- Developer: DS Data Systems UK Ltd
- Stable release: 9.6.0.0 / 31 August 2022; 3 years ago
- Written in: Java
- Operating system: Cross-platform
- Type: eCommerce, Webshop, Shopping cart
- License: partly GNU LGPL, partly proprietary but source available
- Website: www.konakart.com

= KonaKart =

KonaKart is a Java eCommerce system aimed at medium to large online retailers. The KonaKart product is owned by DS Data Systems UK Ltd with staff in Italy and the UK. DS Data Systems UK Ltd is part of the Zucchetti Group.

KonaKart includes both a Storefront application (with a Responsive Design) and an AJAX-enabled Administration Application. The Administration Application includes role-based security which allows companies to define the administrative functions that should be allowed for different user groups.

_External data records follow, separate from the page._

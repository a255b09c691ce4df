//! System-on-Chip (SoC) Components.
//!
//! This module organizes the components that make up the OsciBear machine:
//! the memory map, the address space, the device models, the interrupt fabric,
//! the device registry, and the composer that assembles them in order.

/// OsciBear topology constants and default device factories.
pub mod board;

/// Composition state machine.
pub mod composer;

/// Memory-mapped I/O device implementations.
pub mod devices;

/// Static interrupt wiring.
pub mod fabric;

/// Address space and access routing.
pub mod interconnect;

/// Shared level-sensitive interrupt lines.
pub mod irq;

/// Static memory-map table.
pub mod memmap;

/// RAM regions.
pub mod memory;

/// Device factories keyed by memory-map identifier.
pub mod registry;

/// Device trait definitions for MMIO access.
pub mod traits;

pub use composer::{DeviceHandle, Soc, SocState};
pub use fabric::{InterruptFabric, IrqBinding, IrqSink};
pub use interconnect::{Bus, RegionInfo};
pub use irq::IrqLine;
pub use memmap::{DeviceId, MemMap, MemMapEntry, OSCIBEAR_MEMMAP};
pub use registry::{DeviceFactory, DeviceRegistry, RealizeContext};
//! Address Space Tests.
//!
//! Verifies region registration, overlap rejection, routing of sized accesses,
//! open-bus behavior, and all-or-nothing binary placement.

use pretty_assertions::assert_eq;

use oscibear_core::common::{BusError, RealizeError};
use oscibear_core::soc::devices::{Rom, Unimplemented};
use oscibear_core::soc::memory::Memory;
use oscibear_core::soc::{Bus, RegionInfo};

fn ram(name: &str, base: u64, size: u64) -> Box<Memory> {
    Box::new(Memory::allocate(name, base, size).unwrap())
}

// ══════════════════════════════════════════════════════════
// 1. Registration
// ══════════════════════════════════════════════════════════

#[test]
fn add_device_returns_region() {
    let mut bus = Bus::new();
    let region = bus.add_device(ram("ram", 0x8000_0000, 0x1000)).unwrap();
    assert_eq!(
        region,
        RegionInfo {
            name: "ram".into(),
            base: 0x8000_0000,
            size: 0x1000,
        }
    );
    assert_eq!(region.end(), 0x8000_1000);
    assert_eq!(bus.len(), 1);
}

#[test]
fn regions_are_sorted_by_base() {
    let mut bus = Bus::new();
    let _ = bus.add_device(ram("high", 0x8000_0000, 0x1000)).unwrap();
    let _ = bus.add_device(ram("low", 0x1000, 0x1000)).unwrap();
    let _ = bus
        .add_device(Box::new(Unimplemented::new("mid", 0x4000, 0x100)))
        .unwrap();

    let names: Vec<String> = bus.regions().into_iter().map(|r| r.name).collect();
    assert_eq!(names, vec!["low", "mid", "high"]);
}

#[test]
fn overlapping_region_is_rejected() {
    let mut bus = Bus::new();
    let _ = bus.add_device(ram("a", 0x1000, 0x1000)).unwrap();
    let err = bus.add_device(ram("b", 0x1800, 0x1000)).unwrap_err();
    assert_eq!(
        err,
        RealizeError::RegionOverlap {
            name: "b".into(),
            base: 0x1800,
            size: 0x1000,
            other: "a".into(),
        }
    );
    assert_eq!(bus.len(), 1, "rejected region is not mapped");
}

#[test]
fn containing_region_is_rejected() {
    let mut bus = Bus::new();
    let _ = bus.add_device(ram("inner", 0x2000, 0x100)).unwrap();
    assert!(bus.add_device(ram("outer", 0x1000, 0x4000)).is_err());
}

#[test]
fn adjacent_regions_are_accepted() {
    let mut bus = Bus::new();
    let _ = bus.add_device(ram("a", 0x1000, 0x1000)).unwrap();
    let _ = bus.add_device(ram("b", 0x2000, 0x1000)).unwrap();
    assert_eq!(bus.len(), 2);
}

#[test]
fn region_lookup_by_name() {
    let mut bus = Bus::new();
    let _ = bus
        .add_device(Box::new(Rom::new("boot-rom", 0x1_0000, 0x100, 0)))
        .unwrap();
    assert_eq!(bus.region("boot-rom").map(|r| r.base), Some(0x1_0000));
    assert!(bus.region("missing").is_none());
}

// ══════════════════════════════════════════════════════════
// 2. Routing
// ══════════════════════════════════════════════════════════

#[test]
fn sized_accesses_reach_the_owner() {
    let mut bus = Bus::new();
    let _ = bus.add_device(ram("a", 0x1000, 0x1000)).unwrap();
    let _ = bus.add_device(ram("b", 0x8000_0000, 0x1000)).unwrap();

    bus.write_u64(0x8000_0010, 0x1122_3344_5566_7788);
    bus.write_u32(0x1004, 0xDEAD_BEEF);
    assert_eq!(bus.read_u64(0x8000_0010), 0x1122_3344_5566_7788);
    assert_eq!(bus.read_u32(0x8000_0010), 0x5566_7788);
    assert_eq!(bus.read_u16(0x8000_0016), 0x1122);
    assert_eq!(bus.read_u8(0x1007), 0xDE);
    assert_eq!(bus.read_u32(0x1004), 0xDEAD_BEEF);
}

#[test]
fn unmapped_reads_return_zero() {
    let mut bus = Bus::new();
    let _ = bus.add_device(ram("a", 0x1000, 0x1000)).unwrap();
    bus.write_u32(0x9000, 0xFFFF_FFFF);
    assert_eq!(bus.read_u32(0x9000), 0);
    assert!(!bus.is_valid_address(0x9000));
    assert!(bus.is_valid_address(0x1fff));
}

// ══════════════════════════════════════════════════════════
// 3. Binary loading
// ══════════════════════════════════════════════════════════

#[test]
fn load_binary_inside_region() {
    let mut bus = Bus::new();
    let _ = bus.add_device(ram("a", 0x1000, 0x100)).unwrap();
    bus.load_binary_at(&[1, 2, 3, 4], 0x10fc).unwrap();
    assert_eq!(bus.read_u32(0x10fc), 0x0403_0201);
}

#[test]
fn load_binary_past_region_end_writes_nothing() {
    let mut bus = Bus::new();
    let _ = bus.add_device(ram("a", 0x1000, 0x100)).unwrap();
    let err = bus.load_binary_at(&[0xAA; 8], 0x10fc).unwrap_err();
    assert_eq!(err, BusError::Unmapped { addr: 0x10fc, len: 8 });
    assert_eq!(bus.read_u32(0x10fc), 0);
}

#[test]
fn load_binary_spanning_two_regions_is_rejected() {
    let mut bus = Bus::new();
    let _ = bus.add_device(ram("a", 0x1000, 0x100)).unwrap();
    let _ = bus.add_device(ram("b", 0x1100, 0x100)).unwrap();
    assert!(bus.load_binary_at(&[0xAA; 8], 0x10fc).is_err());
    assert_eq!(bus.read_u32(0x10fc), 0);
    assert_eq!(bus.read_u32(0x1100), 0);
}

#[test]
fn load_binary_unmapped_is_rejected() {
    let mut bus = Bus::new();
    assert!(bus.load_binary_at(&[1], 0x0).is_err());
}

#[test]
fn zero_fill_clears_inside_region() {
    let mut bus = Bus::new();
    let _ = bus.add_device(ram("a", 0x1000, 0x100)).unwrap();
    bus.load_binary_at(&[0xFF; 0x100], 0x1000).unwrap();
    bus.zero_fill(0x1004, 0x80).unwrap();
    assert_eq!(bus.read_u32(0x1000), 0xFFFF_FFFF);
    assert_eq!(bus.read_u64(0x1004), 0);
    assert_eq!(bus.read_u32(0x1080), 0);
    assert_eq!(bus.read_u32(0x1084), 0xFFFF_FFFF);
}

#[test]
fn zero_fill_past_region_end_writes_nothing() {
    let mut bus = Bus::new();
    let _ = bus.add_device(ram("a", 0x1000, 0x100)).unwrap();
    bus.load_binary_at(&[0xFF; 0x100], 0x1000).unwrap();
    let err = bus.zero_fill(0x10f0, 0x20).unwrap_err();
    assert_eq!(err, BusError::Unmapped { addr: 0x10f0, len: 0x20 });
    assert_eq!(bus.read_u32(0x10f0), 0xFFFF_FFFF);
    assert!(bus.zero_fill(0x0, 1).is_err());
    assert_eq!(bus.zero_fill(0x0, 0), Ok(()));
}
//! System interconnect (address space) for memory and MMIO access.
//!
//! This module implements the bus that routes physical address accesses to devices. It provides:
//! 1. **Region registration:** Devices are added by address range, checked for overlap, and
//!    kept sorted by base address.
//! 2. **Access routing:** Read/write by address with a last-device hint for throughput.
//! 3. **Tick:** Each device is ticked; the PLIC goes last so it samples source levels
//!    raised in the same tick.
//! 4. **Binary loading:** All-or-nothing placement of a byte blob inside one region.
//!
//! Regions are added during composition and never removed.

use std::fmt;

use tracing::debug;

use crate::common::{BusError, RealizeError};
use crate::soc::traits::Device;

/// Description of one mapped region.
#[derive(Debug, Clone, PartialEq, Eq)]
pub struct RegionInfo {
    /// Region name reported by the device.
    pub name: String,
    /// First byte of the region.
    pub base: u64,
    /// Length of the region in bytes.
    pub size: u64,
}

impl RegionInfo {
    /// Returns the exclusive end of the region.
    pub const fn end(&self) -> u64 {
        self.base.saturating_add(self.size)
    }

    /// Returns whether `addr` lies inside the region.
    pub const fn contains(&self, addr: u64) -> bool {
        addr >= self.base && addr - self.base < self.size
    }
}

/// The composed address space; routes accesses by physical address.
///
/// Unmapped reads return 0 and unmapped writes are dropped, matching an open bus.
#[derive(Default)]
pub struct Bus {
    /// Registered MMIO and memory devices, sorted by base address.
    devices: Vec<Box<dyn Device>>,
    last_device_idx: usize,
}

impl fmt::Debug for Bus {
    fn fmt(&self, f: &mut fmt::Formatter<'_>) -> fmt::Result {
        f.debug_list().entries(self.regions()).finish()
    }
}

impl Bus {
    /// Creates an empty address space.
    pub fn new() -> Self {
        Self::default()
    }

    /// Maps a device at the range it reports.
    ///
    /// # Arguments
    ///
    /// * `dev` - The device to add.
    ///
    /// # Returns
    ///
    /// The mapped region.
    ///
    /// # Errors
    ///
    /// `RealizeError::RegionOverlap` if the range intersects an existing region, or is empty
    /// or wraps the address space.
    pub fn add_device(&mut self, dev: Box<dyn Device>) -> Result<RegionInfo, RealizeError> {
        let (base, size) = dev.address_range();
        let name = dev.name().to_string();

        let overlap_err = |other: &str| RealizeError::RegionOverlap {
            name: name.clone(),
            base,
            size,
            other: other.to_string(),
        };
        if size == 0 || base.checked_add(size).is_none() {
            return Err(overlap_err("<address space limit>"));
        }
        if let Some(existing) = self.devices.iter().find(|d| {
            let (b, s) = d.address_range();
            if b <= base { base - b < s } else { b - base < size }
        }) {
            return Err(overlap_err(existing.name()));
        }

        debug!(
            region = %name,
            base = format_args!("{base:#x}"),
            size = format_args!("{size:#x}"),
            "mapped region"
        );

        let at = self.devices.partition_point(|d| d.address_range().0 < base);
        self.devices.insert(at, dev);
        self.last_device_idx = 0;
        Ok(RegionInfo { name, base, size })
    }

    /// Returns every mapped region in ascending address order.
    pub fn regions(&self) -> Vec<RegionInfo> {
        self.devices
            .iter()
            .map(|d| {
                let (base, size) = d.address_range();
                RegionInfo {
                    name: d.name().to_string(),
                    base,
                    size,
                }
            })
            .collect()
    }

    /// Returns the region with the given name.
    pub fn region(&self, name: &str) -> Option<RegionInfo> {
        self.regions().into_iter().find(|r| r.name == name)
    }

    /// Returns the number of mapped regions.
    pub fn len(&self) -> usize {
        self.devices.len()
    }

    /// Returns whether no region is mapped.
    pub fn is_empty(&self) -> bool {
        self.devices.is_empty()
    }

    /// Writes a binary blob into the address space at the given physical address.
    ///
    /// The whole range must fall inside one region; otherwise nothing is written.
    ///
    /// # Arguments
    ///
    /// * `data` - Bytes to write.
    /// * `addr` - Physical base address.
    ///
    /// # Errors
    ///
    /// `BusError::Unmapped` if no single region covers `[addr, addr + data.len())`.
    pub fn load_binary_at(&mut self, data: &[u8], addr: u64) -> Result<(), BusError> {
        let len = data.len() as u64;
        let unmapped = BusError::Unmapped { addr, len };
        if data.is_empty() {
            return Ok(());
        }
        let (dev, offset) = self.find_device(addr).ok_or(unmapped.clone())?;
        let (_, size) = dev.address_range();
        if len > size - offset {
            return Err(unmapped);
        }
        dev.write_bytes(offset, data);
        Ok(())
    }

    /// Zeroes `[addr, addr + len)`.
    ///
    /// The whole range must fall inside one region; otherwise nothing is written.
    ///
    /// # Errors
    ///
    /// `BusError::Unmapped` if no single region covers the range.
    pub fn zero_fill(&mut self, addr: u64, len: u64) -> Result<(), BusError> {
        let unmapped = BusError::Unmapped { addr, len };
        if len == 0 {
            return Ok(());
        }
        let (dev, offset) = self.find_device(addr).ok_or(unmapped.clone())?;
        let (_, size) = dev.address_range();
        if len > size - offset {
            return Err(unmapped);
        }
        dev.fill_zero(offset, len);
        Ok(())
    }

    /// Returns whether the given physical address is backed by any region.
    pub fn is_valid_address(&self, paddr: u64) -> bool {
        self.devices.iter().any(|dev| {
            let (start, size) = dev.address_range();
            paddr >= start && paddr - start < size
        })
    }

    /// Advances every device by one tick, the PLIC last.
    pub fn tick(&mut self) {
        let mut plic_idx = None;
        for (i, dev) in self.devices.iter_mut().enumerate() {
            if dev.as_plic_mut().is_some() {
                plic_idx = Some(i);
                continue;
            }
            dev.tick();
        }
        if let Some(idx) = plic_idx {
            self.devices[idx].tick();
        }
    }

    /// Returns the UART mapped under `name`.
    pub fn uart_mut(&mut self, name: &str) -> Option<&mut crate::soc::devices::Uart> {
        self.devices
            .iter_mut()
            .filter(|dev| dev.name() == name)
            .find_map(|dev| dev.as_uart_mut())
    }

    fn find_device(&mut self, paddr: u64) -> Option<(&mut Box<dyn Device>, u64)> {
        if self.last_device_idx < self.devices.len() {
            let (start, size) = self.devices[self.last_device_idx].address_range();
            if paddr >= start && paddr - start < size {
                return Some((&mut self.devices[self.last_device_idx], paddr - start));
            }
        }

        let idx = self.devices.iter().position(|dev| {
            let (start, size) = dev.address_range();
            paddr >= start && paddr - start < size
        })?;
        self.last_device_idx = idx;
        let (start, _) = self.devices[idx].address_range();
        Some((&mut self.devices[idx], paddr - start))
    }

    /// Reads one byte at the given physical address; returns 0 if no device claims the address.
    pub fn read_u8(&mut self, paddr: u64) -> u8 {
        if let Some((dev, offset)) = self.find_device(paddr) {
            dev.read_u8(offset)
        } else {
            0
        }
    }
    /// Reads two bytes (little-endian) at the given physical address; returns 0 if unclaimed.
    pub fn read_u16(&mut self, paddr: u64) -> u16 {
        if let Some((dev, offset)) = self.find_device(paddr) {
            dev.read_u16(offset)
        } else {
            0
        }
    }
    /// Reads four bytes (little-endian) at the given physical address; returns 0 if unclaimed.
    pub fn read_u32(&mut self, paddr: u64) -> u32 {
        if let Some((dev, offset)) = self.find_device(paddr) {
            dev.read_u32(offset)
        } else {
            0
        }
    }
    /// Reads eight bytes (little-endian) at the given physical address; returns 0 if unclaimed.
    pub fn read_u64(&mut self, paddr: u64) -> u64 {
        if let Some((dev, offset)) = self.find_device(paddr) {
            dev.read_u64(offset)
        } else {
            0
        }
    }
    /// Writes one byte at the given physical address; no-op if no device claims it.
    pub fn write_u8(&mut self, paddr: u64, val: u8) {
        if let Some((dev, offset)) = self.find_device(paddr) {
            dev.write_u8(offset, val);
        }
    }
    /// Writes two bytes (little-endian) at the given physical address; no-op if unclaimed.
    pub fn write_u16(&mut self, paddr: u64, val: u16) {
        if let Some((dev, offset)) = self.find_device(paddr) {
            dev.write_u16(offset, val);
        }
    }
    /// Writes four bytes (little-endian) at the given physical address; no-op if unclaimed.
    pub fn write_u32(&mut self, paddr: u64, val: u32) {
        if let Some((dev, offset)) = self.find_device(paddr) {
            dev.write_u32(offset, val);
        }
    }
    /// Writes eight bytes (little-endian) at the given physical address; no-op if unclaimed.
    pub fn write_u64(&mut self, paddr: u64, val: u64) {
        if let Some((dev, offset)) = self.find_device(paddr) {
            dev.write_u64(offset, val);
        }
    }
}
//! SoC composer.
//!
//! Drives machine construction through a strictly forward state machine:
//!
//! `Uninitialized -> CpuConfigured -> CpuRealized -> InterruptControllerReady
//!  -> PeripheralsReady -> AddressSpaceComposed`
//!
//! 1. **initialize:** Validates the memory map and configures the hart array.
//! 2. **realize:** Realizes the harts, then creates the interrupt controller, the
//!    peripherals that wire into it, and finally the remaining memory regions.
//! 3. **install_ram:** Maps main RAM once the address space is composed.
//!
//! There is no backward transition. Any error aborts construction; the composer is then
//! discarded rather than retried.

use std::fmt;

use tracing::{debug, info};

use crate::common::{ConfigError, RealizeError};
use crate::config::{Config, SystemConfig};
use crate::core::{HartArray, HartArrayConfig};
use crate::soc::board;
use crate::soc::devices::Device;
use crate::soc::fabric::InterruptFabric;
use crate::soc::interconnect::{Bus, RegionInfo};
use crate::soc::memmap::{DeviceId, MemMap};
use crate::soc::memory::Memory;
use crate::soc::registry::{DeviceRegistry, RealizeContext};

/// Composition progress.
#[derive(Debug, Clone, Copy, PartialEq, Eq, PartialOrd, Ord, Hash)]
pub enum SocState {
    /// Nothing configured.
    Uninitialized,
    /// Hart array configured.
    CpuConfigured,
    /// Harts realized.
    CpuRealized,
    /// Interrupt controller created and attached to the fabric.
    InterruptControllerReady,
    /// Peripherals created and wired.
    PeripheralsReady,
    /// Every mapped region is in the address space.
    AddressSpaceComposed,
}

impl fmt::Display for SocState {
    fn fmt(&self, f: &mut fmt::Formatter<'_>) -> fmt::Result {
        f.write_str(match self {
            Self::Uninitialized => "uninitialized",
            Self::CpuConfigured => "cpu-configured",
            Self::CpuRealized => "cpu-realized",
            Self::InterruptControllerReady => "interrupt-controller-ready",
            Self::PeripheralsReady => "peripherals-ready",
            Self::AddressSpaceComposed => "address-space-composed",
        })
    }
}

/// A created device and the regions it occupies.
#[derive(Debug, Clone, PartialEq, Eq)]
pub struct DeviceHandle {
    /// Memory-map identifier.
    pub id: DeviceId,
    /// Regions in the address space, in ascending address order.
    pub regions: Vec<RegionInfo>,
}

impl DeviceHandle {
    /// Returns the lowest base address of the device's regions.
    pub fn base(&self) -> u64 {
        self.regions.iter().map(|r| r.base).min().unwrap_or(0)
    }
}

/// The SoC descriptor: hart array, interrupt fabric, created devices, and address space.
#[derive(Debug)]
pub struct Soc {
    state: SocState,
    memmap: MemMap,
    registry: DeviceRegistry,
    system: SystemConfig,
    harts: HartArray,
    fabric: InterruptFabric,
    bus: Bus,
    interrupt_controller: Option<DeviceHandle>,
    peripherals: Vec<DeviceHandle>,
    memory_regions: Vec<DeviceHandle>,
}

impl Soc {
    /// Creates an uninitialized composer over `memmap`, building devices from `registry`.
    pub fn new(memmap: MemMap, registry: DeviceRegistry) -> Self {
        Self {
            state: SocState::Uninitialized,
            memmap,
            registry,
            system: SystemConfig::default(),
            harts: HartArray::new(),
            fabric: InterruptFabric::new(),
            bus: Bus::new(),
            interrupt_controller: None,
            peripherals: Vec::new(),
            memory_regions: Vec::new(),
        }
    }

    /// Performs `Uninitialized -> CpuConfigured`.
    ///
    /// Every hart's reset vector is the base of main RAM.
    ///
    /// # Errors
    ///
    /// Any memory-map defect, a hart count outside `1..=MAX_HARTS`, or a second call
    /// (`ConfigError::HartsAlreadyConfigured`). Nothing is built on failure.
    pub fn initialize(&mut self, config: &Config) -> Result<(), ConfigError> {
        if self.state != SocState::Uninitialized {
            return Err(ConfigError::HartsAlreadyConfigured);
        }
        self.memmap.validate()?;
        self.harts.configure(HartArrayConfig {
            num_harts: config.general.num_harts,
            max_harts: board::MAX_HARTS,
            hartid_base: 0,
            cpu_type: config.general.cpu_type,
            reset_vector: self.memmap.base(board::MAIN_RAM),
        })?;
        self.system = config.system.clone();
        self.advance(SocState::CpuConfigured);
        Ok(())
    }

    /// Performs the remaining transitions up to `AddressSpaceComposed`.
    ///
    /// # Errors
    ///
    /// `RealizeError::InvalidState` unless called right after `initialize`, or the first
    /// error raised by the hart array, a device factory, the fabric, or the address space.
    pub fn realize(&mut self) -> Result<(), RealizeError> {
        self.expect_state(SocState::CpuConfigured)?;

        self.harts.realize()?;
        self.advance(SocState::CpuRealized);

        for id in board::INTERRUPT_CONTROLLERS {
            let handle = self.create(id)?;
            self.interrupt_controller = Some(handle);
        }
        self.advance(SocState::InterruptControllerReady);

        for id in board::PERIPHERALS {
            let handle = self.create(id)?;
            self.peripherals.push(handle);
        }
        self.advance(SocState::PeripheralsReady);

        for id in board::MEMORY_REGIONS {
            let handle = self.create(id)?;
            self.memory_regions.push(handle);
        }
        self.advance(SocState::AddressSpaceComposed);
        Ok(())
    }

    /// Maps main RAM into the composed address space.
    ///
    /// # Errors
    ///
    /// `RealizeError::InvalidState` before composition completes,
    /// `RealizeError::InvalidParameter` if `ram` does not start at the main RAM base or
    /// exceeds its window, and `RealizeError::RegionOverlap` if it is installed twice.
    pub fn install_ram(&mut self, ram: Memory) -> Result<RegionInfo, RealizeError> {
        self.expect_state(SocState::AddressSpaceComposed)?;
        let window = self.memmap.entry(board::MAIN_RAM);
        let (base, size) = ram.address_range();
        if base != window.base || size > window.size {
            return Err(RealizeError::InvalidParameter {
                device: board::MAIN_RAM,
                reason: format!(
                    "RAM [{base:#x}, +{size:#x}) does not fit window [{:#x}, +{:#x})",
                    window.base, window.size
                ),
            });
        }
        let region = self.bus.add_device(Box::new(ram))?;
        info!(
            region = %region.name,
            base = format_args!("{:#x}", region.base),
            size = format_args!("{:#x}", region.size),
            "installed main RAM"
        );
        Ok(region)
    }

    fn expect_state(&self, expected: SocState) -> Result<(), RealizeError> {
        if self.state == expected {
            Ok(())
        } else {
            Err(RealizeError::InvalidState {
                expected,
                actual: self.state,
            })
        }
    }

    fn advance(&mut self, next: SocState) {
        info!(from = %self.state, to = %next, "SoC state transition");
        self.state = next;
    }

    /// Runs the factory for `id` and maps everything it returns.
    fn create(&mut self, id: DeviceId) -> Result<DeviceHandle, RealizeError> {
        let entry = self.memmap.entry(id);
        let mut ctx = RealizeContext {
            entry,
            harts: &self.harts,
            fabric: &mut self.fabric,
            system: &self.system,
        };
        let devices = self.registry.create(id, &mut ctx)?;
        if devices.is_empty() {
            return Err(RealizeError::InvalidParameter {
                device: id,
                reason: "factory produced no devices".into(),
            });
        }

        let mut regions = Vec::with_capacity(devices.len());
        for dev in devices {
            let (base, size) = dev.address_range();
            let inside = base >= entry.base
                && entry
                    .end()
                    .is_some_and(|end| base.checked_add(size).is_some_and(|e| e <= end));
            if !inside {
                return Err(RealizeError::InvalidParameter {
                    device: id,
                    reason: format!(
                        "region {} [{base:#x}, +{size:#x}) lies outside its map entry",
                        dev.name()
                    ),
                });
            }
            regions.push(self.bus.add_device(dev)?);
        }
        regions.sort_by_key(|r| r.base);
        debug!(device = %id, regions = regions.len(), "created device");
        Ok(DeviceHandle { id, regions })
    }

    /// Returns the current state.
    pub const fn state(&self) -> SocState {
        self.state
    }

    /// Returns the memory map in use.
    pub const fn memmap(&self) -> &MemMap {
        &self.memmap
    }

    /// Returns the hart array.
    pub const fn harts(&self) -> &HartArray {
        &self.harts
    }

    /// Returns the hart array for reset-vector updates before execution.
    pub fn harts_mut(&mut self) -> &mut HartArray {
        &mut self.harts
    }

    /// Returns the interrupt fabric.
    pub const fn fabric(&self) -> &InterruptFabric {
        &self.fabric
    }

    /// Returns the composed address space.
    pub const fn address_space(&self) -> &Bus {
        &self.bus
    }

    /// Returns the composed address space for loading and access.
    pub fn address_space_mut(&mut self) -> &mut Bus {
        &mut self.bus
    }

    /// Returns the interrupt controller handle, once created.
    pub const fn interrupt_controller(&self) -> Option<&DeviceHandle> {
        self.interrupt_controller.as_ref()
    }

    /// Returns the peripherals created so far, in creation order.
    pub fn peripherals(&self) -> &[DeviceHandle] {
        &self.peripherals
    }

    /// Returns the ROM, RAM-window, and placeholder regions, in creation order.
    pub fn memory_regions(&self) -> &[DeviceHandle] {
        &self.memory_regions
    }

    /// Returns every created device: controller, peripherals, then memory regions.
    pub fn devices(&self) -> impl Iterator<Item = &DeviceHandle> {
        self.interrupt_controller
            .iter()
            .chain(&self.peripherals)
            .chain(&self.memory_regions)
    }
}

There are two versions of KonaKart:

- The Community Edition of is free and can be downloaded from the KonaKart website.
- The Enterprise Extensions Edition is chargeable and has more features that tend to appeal to larger Enterprises.

== Clients ==
KonaKart claims to have a number of notable clients worldwide including Sony, Treasury Wine Estates, Audi, Tesco, Coop, O2, Leroy Merlin, MasterCard, RAND Corporation, The Vatican, Si.mobil, Selgros, Tallink, Weleda, dm-drogerie markt, Verizon Communications Inc. and Edeka.